When using the new unified TorchTrainer API with the lightning module instead of pytorch_lightning the following error is produced:

...
  File ".../lib/python3.11/site-packages/ray/train/_internal/worker_group.py", line 33, in __execute
    raise skipped from exception_cause(skipped)
  File ".../lib/python3.11/site-packages/ray/train/_internal/utils.py", line 129, in discard_return_wrapper
    train_func(*args, **kwargs)
  File ".../bug.py", line 44, in train_func
    trainer = pl.Trainer(
              ^^^^^^^^^^^
  File ".../lib/python3.11/site-packages/lightning/pytorch/utilities/argparse.py", line 70, in insert_env_defaults
    return fn(self, **kwargs)
           ^^^^^^^^^^^^^^^^^^
  File ".../lib/python3.11/site-packages/lightning/pytorch/trainer/trainer.py", line 399, in __init__
    self._accelerator_connector = _AcceleratorConnector(
                                  ^^^^^^^^^^^^^^^^^^^^^^
  File ".../lib/python3.11/site-packages/lightning/pytorch/trainer/connectors/accelerator_connector.py", line 140, in __init__
    self._check_config_and_set_final_flags(
  File ".../lib/python3.11/site-packages/lightning/pytorch/trainer/connectors/accelerator_connector.py", line 210, in _check_config_and_set_final_flags
    raise ValueError(
ValueError: You selected an invalid strategy name: `strategy=<ray.train.lightning._lightning_utils.RayDDPStrategy object at 0x7f7327186290>`. It must be either a string or an instance of `lightning.pytorch.strategies.Strategy`. Example choices: auto, ddp, ddp_spawn, deepspeed, ... Find a complete list of options in our documentation at https://lightning.ai

The above exception was the direct cause of the following exception:

Traceback (most recent call last):
  File ".../bug.py", line 60, in <module>
    result = trainer.fit()
...

The error complains that RayDDPStrategy() is not an instance of Strategy.

A simple test shows that this is probably a name space issue, caused by importing the pl.Trainer from lighting.pytorch instead of the pytorch_lightning module.

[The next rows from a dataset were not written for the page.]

//! Specificity-ordered classification of discrete lab-test names.
//!
//! Each panel owns a fixed, ordered rule list. The first rule that matches a normalised test
//! name wins; a name that matches nothing is skipped by the caller. Rules that overlap (a
//! name that is a strict prefix of another) are written as exact matches and ordered so the
//! more specific rule is tried first.

use crate::constants::LOINC_SYSTEM;
use crate::terminology::normalise_name;
use fhir::CodeableTerm;

#[derive(Clone, Copy, Debug, PartialEq, Eq)]
pub enum MatchRule {
    Prefix(&'static str),
    Exact(&'static str),
}

impl MatchRule {
    fn matches(&self, normalised: &str) -> bool {
        match self {
            MatchRule::Prefix(p) => normalised.starts_with(p),
            MatchRule::Exact(e) => normalised == *e,
        }
    }
}

#[derive(Clone, Copy, Debug, PartialEq, Eq)]
pub struct PanelRule {
    pub rule: MatchRule,
    pub code: &'static str,
    pub display: &'static str,
}

const fn rule(rule: MatchRule, code: &'static str, display: &'static str) -> PanelRule {
    PanelRule {
        rule,
        code,
        display,
    }
}

/// An ordered rule list for one lab panel.
#[derive(Debug)]
pub struct PanelMatcher {
    pub panel: &'static str,
    rules: &'static [PanelRule],
}

impl PanelMatcher {
    /// Returns the first rule matching `test_name`, if any.
    pub fn classify(&self, test_name: &str) -> Option<&'static PanelRule> {
        let normalised = normalise_name(test_name);
        self.rules.iter().find(|r| r.rule.matches(&normalised))
    }

    /// Returns the LOINC term for `test_name`, if any rule matches.
    pub fn term(&self, test_name: &str) -> Option<CodeableTerm> {
        self.classify(test_name)
            .map(|r| CodeableTerm::new(LOINC_SYSTEM, r.code, r.display))
    }
}

use MatchRule::{Exact, Prefix};

pub static LIPID_PANEL: PanelMatcher = PanelMatcher {
    panel: "lipid profile",
    rules: &[
        rule(Prefix("total"), "2093-3", "Cholesterol [Mass/volume] in Serum or Plasma"),
        rule(Prefix("hdl"), "2085-9", "HDL Cholesterol"),
        rule(Prefix("ldl"), "13457-7", "LDL Cholesterol (calculated)"),
        rule(Prefix("vldl"), "13458-5", "VLDL Cholesterol (calculated)"),
        rule(
            Exact("triglycerides fasting"),
            "3043-7",
            "Triglyceride [Mass/volume] in Serum or Plasma --fasting",
        ),
        rule(Exact("triglycerides"), "2571-8", "Triglyceride [Mass/volume] in Serum or Plasma"),
        rule(Exact("fasting duration"), "87527-8", "Fasting duration"),
        rule(Exact("fasting status"), "49541-6", "Fasting status - Reported"),
    ],
};

pub static RENAL_PANEL: PanelMatcher = PanelMatcher {
    panel: "renal function",
    rules: &[
        rule(Prefix("creatinine"), "2160-0", "Creatinine [Mass/volume] in Serum or Plasma"),
        rule(Prefix("urea nitrogen"), "3094-0", "Urea nitrogen [Mass/volume] in Serum or Plasma"),
        rule(Exact("urea"), "3091-6", "Urea [Mass/volume] in Serum or Plasma"),
        rule(Prefix("bun"), "3094-0", "Urea nitrogen [Mass/volume] in Serum or Plasma"),
        rule(Exact("blood urea nitrogen"), "3094-0", "Urea nitrogen [Mass/volume] in Serum or Plasma"),
        rule(Prefix("egfr"), "33914-3", "Glomerular filtration rate/1.73 sq M.predicted"),
        rule(Prefix("sodium"), "2951-2", "Sodium [Moles/volume] in Serum or Plasma"),
        rule(Prefix("potassium"), "2823-3", "Potassium [Moles/volume] in Serum or Plasma"),
        rule(Exact("uric acid"), "3084-1", "Urate [Mass/volume] in Serum or Plasma"),
    ],
};
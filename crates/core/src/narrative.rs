//! Human-readable narratives.
//!
//! A narrative is an XHTML `div` rendered purely from the fields it is given. It never contains
//! identifiers or timestamps, so two resources built from the same input carry the same text.

use fhir::{Narrative, NarrativeStatus};
use html_escape::encode_text;

const XHTML_NS: &str = "http://www.w3.org/1999/xhtml";

/// Renders a generated narrative from a heading and labelled lines.
///
/// Lines with an empty value are dropped.
pub fn render(heading: &str, lines: &[(&str, &str)]) -> Narrative {
    let mut div = format!(r#"<div xmlns="{XHTML_NS}"><p><b>{}</b></p>"#, encode_text(heading));
    for (label, value) in lines.iter().filter(|(_, v)| !v.trim().is_empty()) {
        div.push_str(&format!("<p>{}: {}</p>", encode_text(label), encode_text(value)));
    }
    div.push_str("</div>");

    Narrative {
        status: NarrativeStatus::Generated,
        div,
    }
}

#[cfg(test)]
mod tests {
    use super::*;

    #[test]
    fn markup_in_values_is_escaped() {
        let n = render("Allergy <drug>", &[("Note", "A & B < C")]);
        assert_eq!(
            n.div,
            r#"<div xmlns="http://www.w3.org/1999/xhtml"><p><b>Allergy &lt;drug&gt;</b></p><p>Note: A &amp; B &lt; C</p></div>"#
        );
    }

    #[test]
    fn renders_heading_and_non_empty_lines() {
        let n = render("Condition", &[("Name", "Hypertension"), ("Note", "  ")]);
        assert_eq!(n.status, NarrativeStatus::Generated);
        assert_eq!(
            n.div,
            r#"<div xmlns="http://www.w3.org/1999/xhtml"><p><b>Condition</b></p><p>Name: Hypertension</p></div>"#
        );
    }

    #[test]
    fn rendering_is_deterministic() {
        let a = render("Observation", &[("Value", "13.2 g/dL")]);
        let b = render("Observation", &[("Value", "13.2 g/dL")]);
        assert_eq!(a, b);
    }
}
//! FHIR R4 wire model for clinical consultation documents.
//!
//! This crate provides the **document model** produced by the assembly engine and the
//! **codec** that turns it into canonical FHIR JSON text and back:
//! - data types (`CodeableTerm`, `Reference`, `Meta`, `Narrative`, ...)
//! - the clinical resources a consultation document carries
//! - the `Composition` header and its sections
//! - the `Bundle` that packages everything, plus [`BundleCodec`]
//!
//! This crate focuses on:
//! - FHIR structural alignment (field names, `resourceType` tagging, absent-field omission)
//! - deterministic serialisation (fixed field order, no maps)
//! - strict deserialisation for round-trip validation
//!
//! It holds no assembly logic. Deciding which resources exist and how they link is the job of
//! `artifacts-core`.

pub mod bundle;
pub mod codec;
pub mod composition;
pub mod datatypes;
pub mod resources;

pub use bundle::{Bundle, BundleEntry, BundleTag, BundleType};
pub use codec::BundleCodec;
pub use composition::{Composition, CompositionStatus, Section};
pub use datatypes::{
    Annotation, Attachment, CodeableTerm, Coding, Identifier, Meta, Narrative, NarrativeStatus,
    Quantity, Reference,
};
pub use resources::{
    AllergyCategory, AllergyIntolerance, Condition, DiagnosticReport, DocumentContent,
    DocumentReference, DocumentReferenceStatus, Observation, ObservationStatus, ReportStatus,
    Resource, ResourceKind,
};

// Re-export ResourceId from artifacts_uuid crate
pub use artifacts_uuid::ResourceId;

/// Errors returned by the `fhir` boundary crate.
#[derive(Debug, thiserror::Error)]
pub enum FhirError {
    #[error("invalid JSON: {0}")]
    InvalidJson(#[from] serde_json::Error),

    #[error("translation error: {0}")]
    Translation(String),
}

/// Type alias for Results that can fail with a [`FhirError`].
pub type FhirResult<T> = Result<T, FhirError>;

In [1]: import pytorch_lightning
In [2]: import lightning
In [3]: from  ray.train.lightning import RayDDPStrategy

In [4]: isinstance(RayDDPStrategy(), pytorch_lightning.strategies.Strategy)
Out[4]: True

In [5]: isinstance(RayDDPStrategy(), lightning.pytorch.strategies.Strategy)
Out[5]: False

I feel this is a common trap for plenty of people to walk into, as lightning docs makes use of lightning.pytorch and not pytorch_lightning. Perhaps it should be made explicit in the ray docs that pytorch_lightning should be used throughout one's own code (including when one imports other lightning classes, such as DataModule or the same error will just happen elsewhere). Or alternatively, ray should use lightning.pytorch but that means pulling in the whole lightning ecosystem as a dependency, which doesn't seem logical. I am uncertain if there is a python hacky-way of getting this to work with both pytorch_lightning and lightning.pytroch.

Versions / Dependencies

ray 2.7.0rc0
pytorch-lightning 2.0.8
lightning 2.0.8
torch 2.0.1
cuda 11.7
python 3.11.5

Reproduction script

# Example from ray.io docs
import torch
from torchvision.models import resnet18
from torchvision.datasets import FashionMNIST
from torchvision.transforms import ToTensor, Normalize, Compose
from torch.utils.data import DataLoader
import lightning.pytorch as pl  # <-- Problematic
# import pytorch_lightning as pl

from ray.train.torch import TorchTrainer
from ray.train import ScalingConfig
import ray.train.lightning

# Model, Loss, Optimizer
class ImageClassifier(pl.LightningModule):
    def __init__(self):
        super(ImageClassifier, self).__init__()
        self.model = resnet18(num_classes=10)
        self.model.conv1 = torch.nn.Conv2d(1, 64, kernel_size=(7, 7), stride=(2, 2), padding=(3, 3), bias=False)
        self.criterion = torch.nn.CrossEntropyLoss()

    def forward(self, x):
        return self.model(x)

    def training_step(self, batch, batch_idx):
        x, y = batch
        outputs = self.forward(x)
        loss = self.criterion(outputs, y)
        self.log("loss", loss, on_step=True, prog_bar=True)
        return loss

    def configure_optimizers(self):
        return torch.optim.Adam(self.model.parameters(), lr=0.001)


def train_func(config):

    # Data
    transform = Compose([ToTensor(), Normalize((0.5,), (0.5,))])
    train_data = FashionMNIST(root='./data-tmp', train=True, download=True, transform=transform)
    train_dataloader = DataLoader(train_data, batch_size=128, shuffle=True)

    # Training
    model = ImageClassifier()
    # [1] Configure PyTorch Lightning Trainer.
    trainer = pl.Trainer(
        max_epochs=10,
        devices="auto",
        accelerator="auto",
        strategy=ray.train.lightning.RayDDPStrategy(),
        plugins=[ray.train.lightning.RayLightningEnvironment()],
        callbacks=[ray.train.lightning.RayTrainReportCallback()],
    )
    trainer = ray.train.lightning.prepare_trainer(trainer)
    trainer.fit(model, train_dataloaders=train_dataloader)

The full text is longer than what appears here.